### WORK REQUEST
Please return exactly the lines from the one containing "use thiserror::Error;" through the end of the records, including both.

### SOURCE DATA
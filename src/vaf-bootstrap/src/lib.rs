//! Core bootstrap-resampling engine for subclonal VAF clusters.
//!
//! Given an already-validated [`VariantTable`] (cluster labels + per-sample
//! VAF columns, optionally paired with depth columns), the engine estimates
//! per-cluster summary statistics and draws repeated bootstrap means under
//! one of six [`BootstrapModel`] strategies, producing one bootstrap-mean
//! matrix per sample column plus an optional "zero-VAF" background
//! distribution pooled from zero-median clusters.

pub mod table;
pub mod stats;
pub mod model;
pub mod engine;

pub use table::VariantTable;
pub use stats::ClusterStats;
pub use model::BootstrapModel;
pub use engine::{BootstrapConfig, BootstrapMatrix, ResamplingEngine, ResamplingResult, DEFAULT_NUM_BOOTS};
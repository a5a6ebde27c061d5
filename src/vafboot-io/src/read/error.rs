use thiserror::Error;

#[derive(Debug, Error)]
pub enum ReaderError {
    #[error(transparent)]
    Io(#[from] std::io::Error),

    #[error("The input table is empty: expected a header line")]
    MissingHeader,

    #[error("Missing column '{0}' within the input table header")]
    MissingColumn(String),

    #[error("Line {line}: expected {expected} field(s), found {found}")]
    UnevenRow{line: usize, expected: usize, found: usize},

    #[error("Line {line}: failed to parse field of column '{column}' [{msg}]")]
    ParseField{line: usize, column: String, msg: String},
}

### ANSWER TO THIS EXERCISE
use thiserror::Error;

#[derive(Debug, Error)]
pub enum ReaderError {
    #[error(transparent)]
    Io(#[from] std::io::Error),

    #[error("The input table is empty: expected a header line")]
    MissingHeader,

    #[error("Missing column '{0}' within the input table header")]
    MissingColumn(String),

    #[error("Line {line}: expected {expected} field(s), found {found}")]
    UnevenRow{line: usize, expected: usize, found: usize},

    #[error("Line {line}: failed to parse field of column '{column}' [{msg}]")]
    ParseField{line: usize, column: String, msg: String},
}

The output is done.